La transfiguration | Homélie du 28 février, 2e dimanche de Carême à Woluwe-Saint-Pierre (Belgique)

Après le désert des tentations (rappelez-vous l’évangile de dimanche dernier), voici la Montagne de la Transfiguration (Marc, 9, 2 à 10).  C’est l’étape lumineuse sur la route qui conduit à Pâques. C’est aussi l’étape capable d’éclairer notre route au cœur des incertitudes et des inquiétudes suscitées par cette pandémie dont on ne voit toujours pas, avec certitude, le bout du tunnel.
Je crois que la crise sanitaire que nous vivons est aussi une crise existentielle. Nos repères sont bousculés et les restrictions imposées finissent par peser sur le moral et sur ce qu’on appelle la santé mentale qui n’est pas sans incidence sur la vie spirituelle et religieuse.
L’évangile de ce 2ième dimanche du Carême nous invite à vivre une expérience de “transfiguration”.  Étymologiquement, nous sommes invités à voir au-delà des apparences pour y reconnaître la présence du Christ venue éclairer nos chemins d’humanité. Nous sommes invités à mettre nos pas dans ceux des Apôtres Pierre, Jacques et Jean.

Quelles sont ces étapes ?

1) Ce n’est pas pour rien que l’évangile nous dit que Jésus fut transfiguré sur une haute Montagne. Dans l’évangile – et plus largement dans la Bible – la montagne n’est pas seulement un lieu géographique. Elle est, symboliquement, un lieu de révélation. C’est une façon de nous dire : “quelque chose d’important va se passer”. Il nous fait prendre à la fois du recul (“à l’écart”) et de la hauteur (“sur une haute montagne”).
Le sens de ce que nous vivons ne peut pas se comprendre sans cette attitude intérieure qui nous permet de ne pas en rester au niveau du superficiel qui est souvent le lieu de nos médiocrités. Il s’agit plutôt de faire le chemin où, comme dit un psaume, “amour et vérité se rencontrent ; justice et paix s’embrassent”.  Je nous invite à mettre nos vies au diapason de l’amour, de la Vérité, de la justice et de la paix. Ce sont 4 clés qui ouvrent les portes du vrai bonheur.
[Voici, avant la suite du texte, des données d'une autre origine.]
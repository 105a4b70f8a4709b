//! Core types for the beam fact store
//!
//! This crate defines the wire identity of a fact and the two byte codecs
//! everything else is built on:
//!
//! - [`Fact`] / [`KGObject`]: the immutable subject-predicate-object tuple
//!   and its tagged object value.
//! - [`keys`]: order-preserving SPO / POS byte keys with five nested prefix
//!   families per index, used for range scans.
//! - [`record`]: the tagged log record union (`Write`, `Transaction`,
//!   `Decision`) and its self-describing binary encoding.
//!
//! Log offsets double as transaction indexes: the record observed at offset
//! `O` is addressed as transaction index `O + 1`, and index 0 is reserved to
//! mean "no such version".

pub mod error;
pub mod fact;
pub mod keys;
pub mod record;
mod varint;

pub use error::{Error, Result};
pub use fact::{Fact, KGObject, Precision};
pub use keys::{KeyEncoding, PosPrefix, Spec, SpoPrefix};
pub use record::{Condition, DecisionRecord, LogRecord, TransactionRecord, WriteRecord};

/// 1-based position of a record in its partition's log; doubles as the MVCC
/// version of everything the record wrote. 0 means "absent".
pub type TxIndex = u64;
2) On nous dit (dans l’évangile) que “Jésus fut transfiguré devant eux”. Il apparaît “dans sa gloire”, dit un autre évangéliste. La gloire n’est pas ce que nous en avons fait dans le langage courant. Dans la Bible – et donc aussi dans l’évangile – la gloire “doxa” en grec, c’est ce qui paraît sur nos visages quand ce que nous donnons à voir reflète et traduit ce qui se vit à l’intérieur. C’est cela “la Transfiguration” :  c’est voir au-delà des apparences quand il nous est donné de “voir l’invisible”. Rien de moins que cela !
N’en restons donc pas aux apparences car, dit l’Écriture, “Dieu ne juge pas selon les apparences”. Que ce piège nous soit épargné. Combien de souffrances n’ont-elles pas pour origine cette façon de vivre uniquement sur le mode de ce qui est superficiel, factice et sans relief. La Transfiguration nous invite à porter un regard neuf, sur le Christ certes et d’abord, mais aussi sur tous ceux avec qui nous vivons ainsi que sur les événements du monde et de l’Église.
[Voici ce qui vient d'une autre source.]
/// POS scan prefix: predicate + object type (and unit where leading)
pub fn key_prefix_predicate_object_type(predicate: u64, object: &KGObject) -> Vec<u8> {
    let mut buf = key_prefix_predicate(predicate);
    push_object_type(&mut buf, object);
    buf
}

/// POS scan prefix: predicate + object, any language qualifier
pub fn key_prefix_predicate_object_no_lang(predicate: u64, object: &KGObject) -> Vec<u8> {
    let mut buf = key_prefix_predicate(predicate);
    push_object_no_lang(&mut buf, object);
    buf
}

/// POS scan prefix: predicate + exact object + subject
pub fn key_prefix_predicate_object_subject(
    predicate: u64,
    object: &KGObject,
    subject: u64,
) -> Vec<u8> {
    let mut buf = key_prefix_predicate(predicate);
    push_object(&mut buf, object);
    buf.push(SEP);
    push_u64(&mut buf, subject);
    buf.push(SEP);
    buf
}

// ============================================================================
// Parsing
// ============================================================================

fn read_u64_field(data: &[u8], pos: &mut usize) -> Result<u64> {
    if *pos + FIELD_WIDTH > data.len() {
        return Err(Error::UnexpectedEof);
    }
    let field = &data[*pos..*pos + FIELD_WIDTH];
    if !field.iter().all(u8::is_ascii_digit) {
        return Err(Error::decode(format!(
            "non-decimal key field: {}",
            String::from_utf8_lossy(field)
        )));
    }
    // 19 decimal digits always fit a u64
    let v = std::str::from_utf8(field)
        .expect("ascii digits")
        .parse::<u64>()
        .expect("19 digits fit u64");
    *pos += FIELD_WIDTH;
    Ok(v)
}

fn expect_sep(data: &[u8], pos: &mut usize) -> Result<()> {
    if *pos >= data.len() {
        return Err(Error::UnexpectedEof);
    }
    if data[*pos] != SEP {
        return Err(Error::decode(format!(
            "expected '^' at byte {}, found 0x{:02x}",
            *pos, data[*pos]
        )));
    }
    *pos += 1;
    Ok(())
}

fn take_byte(data: &[u8], pos: &mut usize) -> Result<u8> {
    if *pos >= data.len() {
        return Err(Error::UnexpectedEof);
    }
    let b = data[*pos];
    *pos += 1;
    Ok(b)
}

fn read_fixed_digits(data: &[u8], pos: &mut usize, n: usize) -> Result<u32> {
    if *pos + n > data.len() {
        return Err(Error::UnexpectedEof);
    }
    let field = &data[*pos..*pos + n];
    if !field.iter().all(u8::is_ascii_digit) {
        return Err(Error::decode("non-decimal timestamp field"));
    }
    *pos += n;
    Ok(std::str::from_utf8(field)
        .expect("ascii digits")
        .parse::<u32>()
        .expect("short digit run fits u32"))
}

fn parse_timestamp(data: &[u8], pos: &mut usize) -> Result<(DateTime<Utc>, Precision)> {
    let year = read_fixed_digits(data, pos, 4)?;
    let month = read_fixed_digits(data, pos, 2)?;
    let day = read_fixed_digits(data, pos, 2)?;
    let hour = read_fixed_digits(data, pos, 2)?;
    let minute = read_fixed_digits(data, pos, 2)?;
    let second = read_fixed_digits(data, pos, 2)?;
    let nanos = read_fixed_digits(data, pos, 9)?;
    let precision = Precision::from_tag(take_byte(data, pos)?)
        .ok_or_else(|| Error::decode("invalid timestamp precision tag"))?;
    let t = Utc
        .with_ymd_and_hms(year as i32, month, day, hour, minute, second)
        .single()
        .and_then(|t| t.with_nanosecond(nanos))
        .ok_or_else(|| Error::decode("timestamp fields out of range"))?;
    Ok((t, precision))
}

fn parse_object(data: &[u8], pos: &mut usize) -> Result<KGObject> {
    let tag = take_byte(data, pos)?;
    match tag {
        0x01 => {
            let nul = data[*pos..]
                .iter()
                .position(|&b| b == 0)
                .ok_or(Error::UnexpectedEof)?;
            let content = std::str::from_utf8(&data[*pos..*pos + nul])
                .map_err(|e| Error::decode(format!("string object is not UTF-8: {e}")))?
                .to_string();
            *pos += nul + 1;
            let lang = read_u64_field(data, pos)?;
            Ok(KGObject::String(content, lang))
        }
        0x02 => {
            let unit = read_u64_field(data, pos)?;
            let raw = read_be_u64(data, pos)?;
            let bits = if raw & 0x8000_0000_0000_0000 != 0 {
                raw & 0x7fff_ffff_ffff_ffff
            } else {
                !raw
            };
            Ok(KGObject::Float64(f64::from_bits(bits), unit))
        }
        0x03 => {
            let unit = read_u64_field(data, pos)?;
            let raw = read_be_u64(data, pos)?;
            Ok(KGObject::Int64((raw ^ 0x8000_0000_0000_0000) as i64, unit))
        }
        0x04 => {
            let unit = read_u64_field(data, pos)?;
            let (t, precision) = parse_timestamp(data, pos)?;
            Ok(KGObject::Timestamp(t, precision, unit))
        }
        0x05 => {
            let unit = read_u64_field(data, pos)?;
            match take_byte(data, pos)? {
                0 => Ok(KGObject::Bool(false, unit)),
                1 => Ok(KGObject::Bool(true, unit)),
                b => Err(Error::decode(format!("invalid bool byte 0x{b:02x}"))),
            }
        }
        0x06 => Ok(KGObject::KID(read_u64_field(data, pos)?)),
        _ => Err(Error::decode(format!("unknown object type tag 0x{tag:02x}"))),
    }
}

fn read_be_u64(data: &[u8], pos: &mut usize) -> Result<u64> {
    if *pos + 8 > data.len() {
        return Err(Error::UnexpectedEof);
    }
    let bytes: [u8; 8] = data[*pos..*pos + 8].try_into().expect("8 bytes");
    *pos += 8;
    Ok(u64::from_be_bytes(bytes))
}

/// Parse a full key into its [`Spec`].
///
/// Accepts the two reserved keys and full SPO/POS fact keys. Fails with
/// [`Error::UnknownKeyType`] when the leading bytes name no key family.
pub fn parse_key(key: &[u8]) -> Result<Spec> {
    if key == &META_KEY_BYTES[..] {
        return Ok(Spec::Meta);
    }
    if key == &STATS_KEY_BYTES[..] {
        return Ok(Spec::Stats);
    }
    if key.starts_with(SPO_KEY_PREFIX) {
        let mut pos = SPO_KEY_PREFIX.len();
        let subject = read_u64_field(key, &mut pos)?;
        expect_sep(key, &mut pos)?;
        let predicate = read_u64_field(key, &mut pos)?;
        expect_sep(key, &mut pos)?;
        let object = parse_object(key, &mut pos)?;
        expect_sep(key, &mut pos)?;
        let id = read_u64_field(key, &mut pos)?;
        expect_sep(key, &mut pos)?;
        let index = read_u64_field(key, &mut pos)?;
        expect_end(key, pos)?;
        return Ok(Spec::Fact {
            fact: Fact::new(subject, predicate, object, id, index),
            encoding: KeyEncoding::Spo,
        });
    }
    if key.starts_with(POS_KEY_PREFIX) {
        let mut pos = POS_KEY_PREFIX.len();
        let predicate = read_u64_field(key, &mut pos)?;
        expect_sep(key, &mut pos)?;
        let object = parse_object(key, &mut pos)?;
        expect_sep(key, &mut pos)?;
        let subject = read_u64_field(key, &mut pos)?;
        expect_sep(key, &mut pos)?;
        let id = read_u64_field(key, &mut pos)?;
        expect_sep(key, &mut pos)?;
        let index = read_u64_field(key, &mut pos)?;
        expect_end(key, pos)?;
        return Ok(Spec::Fact {
            fact: Fact::new(subject, predicate, object, id, index),
            encoding: KeyEncoding::Pos,
        });
    }
    Err(Error::unknown_key_type(key))
}

fn expect_end(data: &[u8], pos: usize) -> Result<()> {
    if pos != data.len() {
        return Err(Error::decode(format!(
            "trailing bytes: consumed {} of {}",
            pos,
            data.len()
        )));
    }
    Ok(())
}

/// Extract the trailing log index from a full fact key.
///
/// Returns 0 on any malformed tail; never fails.
pub fn parse_index(key: &[u8]) -> u64 {
    if key.len() < FIELD_WIDTH {
        return 0;
    }
    let tail = &key[key.len() - FIELD_WIDTH..];
    if !tail.iter().all(u8::is_ascii_digit) {
        return 0;
    }
    std::str::from_utf8(tail)
        .expect("ascii digits")
        .parse::<u64>()
        .expect("19 digits fit u64")
}

/// The bytes of a full fact key up to (and excluding) its trailing index,
/// or None if the bytes are not shaped like a full fact key.
fn fact_key_body(key: &[u8]) -> Option<&[u8]> {
    if !(key.starts_with(SPO_KEY_PREFIX) || key.starts_with(POS_KEY_PREFIX)) {
        return None;
    }
    if key.len() < SPO_KEY_PREFIX.len() + FIELD_WIDTH + 1 {
        return None;
    }
    let tail = &key[key.len() - FIELD_WIDTH..];
    if !tail.iter().all(u8::is_ascii_digit) {
        return None;
    }
    if key[key.len() - FIELD_WIDTH - 1] != SEP {
        return None;
    }
    Some(&key[..key.len() - FIELD_WIDTH])
}

/// Compare two full fact keys for equality ignoring their trailing index
/// field. Returns false if either key is not a well-formed fact key.
pub fn keys_equal_ignore_index(a: &[u8], b: &[u8]) -> bool {
    match (fact_key_body(a), fact_key_body(b)) {
        (Some(a), Some(b)) => a == b,
        _ => false,
    }
}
3) C’est alors que Moïse et Elie apparaissent au côté de Jésus. Ce sont deux grandes figures bibliques qui ont marqué l’Histoire du Peuple de Dieu. Leur Histoire s’éclaire par la présence du Christ transfiguré mais c’est le Christ Lui-même qui vient éclairer le chemin qui fut le leur et que la Bible nous relate.
Comme chrétiens, ne faisons jamais l’économie de ce qu’on appelle l’Ancien (ou le Premier) Testament.  Leur Histoire est notre Histoire et Jésus Lui-même ne se comprend que comme celui qui vient accomplir ce que tant de prophètes ont annoncé.
Notez que, plus tard, sur une autre montagne qui est celle du Golgotha sur les hauteurs de Jérusalem, Jésus sera crucifié entre deux brigands. C’est le même mystère de l’Amour porté à son accomplissement : la gloire et l’Amour jusqu’à souffrir d’aimer, deux visages inséparables pour révéler qui est le Christ.

4) Dans le récit de la Transfiguration, c’est l’Apôtre Pierre qui prend la parole (Jésus ne dit rien, c’est sa présence qui parle !). Et Pierre dit : “il est heureux que nous soyons ici”. C’est le bonheur à l’état pur au point qu’il ajoutera : “dressons trois tentes : une pour toi, une pour Moïse et une pour Elie”. Ce n’est évidemment pas du camping dont il s’agit. La tente, c’est celle de la présence que nous traduisons dans nos églises par “tabernacle”.
Rien n’est plus grand que le Mystère de la présence qui se révèle dans la Vérité et dans la communion de l’Amour. C’est ce qu’ont dû expérimenter les Apôtres avec une densité insoupçonnée. Mais ce bonheur n’est pas un privilège qui leur est réservé. Il nous est décrit parce qu’il nous est donné si nous prenons le même chemin qu’eux.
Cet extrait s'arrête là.